//! Light components
//!
//! Positions and directions are derived from the owning node's world
//! transform on every scene update. Lights shine down their node's -Z axis.

use glam::{Mat4, Vec3, Vec4Swizzles};

fn world_direction(world: Mat4) -> Vec3 {
    world.transform_vector3(-Vec3::Z).normalize_or_zero()
}

/// Directional light (like the sun)
#[derive(Debug, Clone, PartialEq)]
pub struct DirectionalLight {
    pub color: Vec3,
    pub intensity: f32,
    pub direction: Vec3,
}

impl Default for DirectionalLight {
    fn default() -> Self {
        Self {
            color: Vec3::ONE,
            intensity: 1.0,
            direction: -Vec3::Z,
        }
    }
}

impl DirectionalLight {
    pub fn new(color: Vec3, intensity: f32) -> Self {
        Self {
            color,
            intensity,
            ..Default::default()
        }
    }

    pub fn update_from_world(&mut self, world: Mat4) {
        self.direction = world_direction(world);
    }
}

/// Point light
#[derive(Debug, Clone, PartialEq)]
pub struct PointLight {
    pub color: Vec3,
    pub intensity: f32,
    pub radius: f32,
    pub position: Vec3,
}

impl Default for PointLight {
    fn default() -> Self {
        Self {
            color: Vec3::ONE,
            intensity: 1.0,
            radius: 10.0,
            position: Vec3::ZERO,
        }
    }
}

impl PointLight {
    pub fn new(color: Vec3, intensity: f32, radius: f32) -> Self {
        Self {
            color,
            intensity,
            radius,
            ..Default::default()
        }
    }

    pub fn update_from_world(&mut self, world: Mat4) {
        self.position = world.w_axis.xyz();
    }
}

/// Spot light with a smooth cone edge
#[derive(Debug, Clone, PartialEq)]
pub struct SpotLight {
    pub color: Vec3,
    pub intensity: f32,
    pub radius: f32,
    /// Radians
    pub inner_angle: f32,
    /// Radians
    pub outer_angle: f32,
    pub position: Vec3,
    pub direction: Vec3,
}

impl Default for SpotLight {
    fn default() -> Self {
        Self {
            color: Vec3::ONE,
            intensity: 1.0,
            radius: 10.0,
            inner_angle: 0.3,
            outer_angle: 0.5,
            position: Vec3::ZERO,
            direction: -Vec3::Z,
        }
    }
}

impl SpotLight {
    pub fn new(color: Vec3, intensity: f32, radius: f32, inner_angle: f32, outer_angle: f32) -> Self {
        Self {
            color,
            intensity,
            radius,
            inner_angle,
            outer_angle,
            ..Default::default()
        }
    }

    /// Cosine of the inner cone angle
    pub fn cut_off(&self) -> f32 {
        self.inner_angle.cos()
    }

    /// Cosine of the outer cone angle
    pub fn outer_cut_off(&self) -> f32 {
        self.outer_angle.cos()
    }

    pub fn update_from_world(&mut self, world: Mat4) {
        self.position = world.w_axis.xyz();
        self.direction = world_direction(world);
    }
}

#[cfg(test)]
mod tests {
    use super::*;
    use glam::Quat;

    #[test]
    fn test_spot_light_follows_node() {
        let mut light = SpotLight::default();
        let world = Mat4::from_rotation_translation(Quat::from_rotation_x(-std::f32::consts::FRAC_PI_2), Vec3::new(1.0, 4.0, 0.0));
        light.update_from_world(world);
        assert_eq!(light.position, Vec3::new(1.0, 4.0, 0.0));
        assert!(light.direction.abs_diff_eq(-Vec3::Y, 1e-5));
        assert!(light.cut_off() > light.outer_cut_off());
    }
}
//! Keyframe interpolators

use super::keyframe::Keyframe;

/// Blends two keyframes into a destination.
///
/// A channel is written only when both `start` and `end` define it; otherwise
/// the destination's channel is cleared so the node falls back to its base
/// transform. The destination's time is left untouched.
pub trait Interpolator {
    fn interpolate(&self, start: &Keyframe, end: &Keyframe, factor: f32, destination: &mut Keyframe);
}

/// Lerp for translation and scale, normalized lerp for rotation
#[derive(Debug, Clone, Copy, Default)]
pub struct LinearInterpolator;

impl Interpolator for LinearInterpolator {
    fn interpolate(&self, start: &Keyframe, end: &Keyframe, factor: f32, destination: &mut Keyframe) {
        let t = factor.clamp(0.0, 1.0);

        destination.translation = start.translation.zip(end.translation).map(|(a, b)| a.lerp(b, t));
        destination.scale = start.scale.zip(end.scale).map(|(a, b)| a.lerp(b, t));
        destination.rotation = start.rotation.zip(end.rotation).map(|(a, b)| {
            // shortest arc
            let b = if a.dot(b) < 0.0 { -b } else { b };
            (a * (1.0 - t) + b * t).normalize()
        });
    }
}

/// Holds the start keyframe until the next one
#[derive(Debug, Clone, Copy, Default)]
pub struct StepInterpolator;

impl Interpolator for StepInterpolator {
    fn interpolate(&self, start: &Keyframe, end: &Keyframe, _factor: f32, destination: &mut Keyframe) {
        destination.translation = start.translation.filter(|_| end.translation.is_some());
        destination.rotation = start.rotation.filter(|_| end.rotation.is_some());
        destination.scale = start.scale.filter(|_| end.scale.is_some());
    }
}

/// Interpolation mode of an animation channel
#[derive(Debug, Clone, Copy, PartialEq, Eq, Default)]
pub enum InterpolationMode {
    #[default]
    Linear,
    Step,
}

impl InterpolationMode {
    pub fn interpolator(self) -> &'static dyn Interpolator {
        match self {
            InterpolationMode::Linear => &LinearInterpolator,
            InterpolationMode::Step => &StepInterpolator,
        }
    }
}

#[cfg(test)]
mod tests {
    use super::*;
    use glam::{Quat, Vec3};
    use rstest::rstest;

    fn full(time: f32, translation: Vec3, rotation: Quat, scale: Vec3) -> Keyframe {
        Keyframe::new(time)
            .with_translation(translation)
            .with_rotation(rotation)
            .with_scale(scale)
    }

    #[rstest]
    #[case(0.0)]
    #[case(0.25)]
    #[case(0.5)]
    #[case(1.0)]
    fn test_linear_identical_ends_is_stable(#[case] factor: f32) {
        let rotation = Quat::from_rotation_y(0.7);
        let key = full(0.0, Vec3::new(1.0, 2.0, 3.0), rotation, Vec3::splat(2.0));
        let mut out = Keyframe::default();
        LinearInterpolator.interpolate(&key, &key, factor, &mut out);

        assert!(out.translation.unwrap().abs_diff_eq(Vec3::new(1.0, 2.0, 3.0), 1e-6));
        assert!(out.scale.unwrap().abs_diff_eq(Vec3::splat(2.0), 1e-6));
        assert!(out.rotation.unwrap().abs_diff_eq(rotation, 1e-5));
    }

    #[rstest]
    #[case(0.0)]
    #[case(0.3)]
    #[case(0.5)]
    #[case(0.9)]
    #[case(1.0)]
    fn test_linear_rotation_is_unit_length(#[case] factor: f32) {
        let a = full(0.0, Vec3::ZERO, Quat::IDENTITY, Vec3::ONE);
        let b = full(1.0, Vec3::ZERO, Quat::from_rotation_z(2.5), Vec3::ONE);
        let mut out = Keyframe::default();
        LinearInterpolator.interpolate(&a, &b, factor, &mut out);
        assert!((out.rotation.unwrap().length() - 1.0).abs() < 1e-5);
    }

    #[test]
    fn test_linear_midpoint() {
        let a = full(0.0, Vec3::ZERO, Quat::IDENTITY, Vec3::ONE);
        let b = full(1.0, Vec3::new(2.0, 0.0, 0.0), Quat::IDENTITY, Vec3::splat(3.0));
        let mut out = Keyframe::default();
        LinearInterpolator.interpolate(&a, &b, 0.5, &mut out);
        assert_eq!(out.translation, Some(Vec3::new(1.0, 0.0, 0.0)));
        assert_eq!(out.scale, Some(Vec3::splat(2.0)));
    }

    #[test]
    fn test_step_returns_start() {
        let a = full(0.0, Vec3::X, Quat::IDENTITY, Vec3::ONE);
        let b = full(1.0, Vec3::Y, Quat::from_rotation_x(1.0), Vec3::splat(5.0));
        for factor in [0.0, 0.5, 0.99, 1.0] {
            let mut out = Keyframe::default();
            StepInterpolator.interpolate(&a, &b, factor, &mut out);
            assert_eq!(out.translation, a.translation);
            assert_eq!(out.rotation, a.rotation);
            assert_eq!(out.scale, a.scale);
        }
    }

    #[rstest]
    #[case::linear(InterpolationMode::Linear)]
    #[case::step(InterpolationMode::Step)]
    fn test_sparse_channels_are_cleared(#[case] mode: InterpolationMode) {
        let a = Keyframe::new(0.0).with_translation(Vec3::X).with_scale(Vec3::ONE);
        let b = Keyframe::new(1.0).with_translation(Vec3::Y).with_rotation(Quat::IDENTITY);

        // stale values from a previous frame
        let mut out = full(0.0, Vec3::splat(9.0), Quat::from_rotation_y(1.0), Vec3::splat(9.0));
        mode.interpolator().interpolate(&a, &b, 0.5, &mut out);

        assert!(out.translation.is_some());
        assert_eq!(out.rotation, None);
        assert_eq!(out.scale, None);
    }
}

==================================================

- [Exercise details]: Count how many lines in the listing above hold "glam". Supply only that number.

- [Task answer]: 3